The move comes just two weeks after the company came under fire for terminating New York-based worker Chris Smalls, who was involved with a walkout at a Staten Island warehouse to protest alleged unsafe working conditions during the coronavirus pandemic.

When Smalls was fired, Amazon said he had violated its policies by entering the fulfillment center, despite being placed in quarantine by the company due to potential exposure to the coronavirus. New York Attorney General Letitia James and New York Mayor Bill de Blasio both called for investigations into Smalls' termination last month.
If you're someone who is seeing the impact of the coronavirus firsthand, we’d like to hear from you. Reach out to us via one of our tip line channels.

Amazon last week also fired Emily Cunningham and Maren Costa, two Seattle-based employees who were leaders of the Amazon Employees for Climate Justice group, the Washington Post first reported late Tuesday. Both had also been outspoken supporters for safer conditions for Amazon warehouse workers, most recently during the coronavirus pandemic.
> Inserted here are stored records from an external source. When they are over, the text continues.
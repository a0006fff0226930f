//! Core definitions (errors, results and status codes), relied upon by all hvec-* crates.

pub mod error;
pub mod result;

pub use error::{Error, ErrorKind, Status};
pub use result::Result;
Regarding Cunningham and Costa, Amazon said, “We support every employee’s right to criticize their employer’s working conditions, but that does not come with blanket immunity against any and all internal policies. We terminated these employees for repeatedly violating internal policies.”

Amazon employees in Chicago, Detroit, and New York have staged walkouts and protests at Amazon facilities in recent weeks in response to what workers say is the company’s insufficient response to the coronavirus pandemic. Amazon’s business has surged as brick and mortar business closes and customers flock online for necessities. But workers worry that they aren’t properly protected from the contagious disease while on the job.

As of last week, more than 70 Amazon facilities had at least one employee who tested positive for COVID-19, the disease caused by the coronavirus, according to the Athena Coalition, an alliance of advocacy groups that focuses on working conditions at Amazon.

The Minnesota fulfillment center was the site of the first major Amazon employee strike in the United States in July 2019.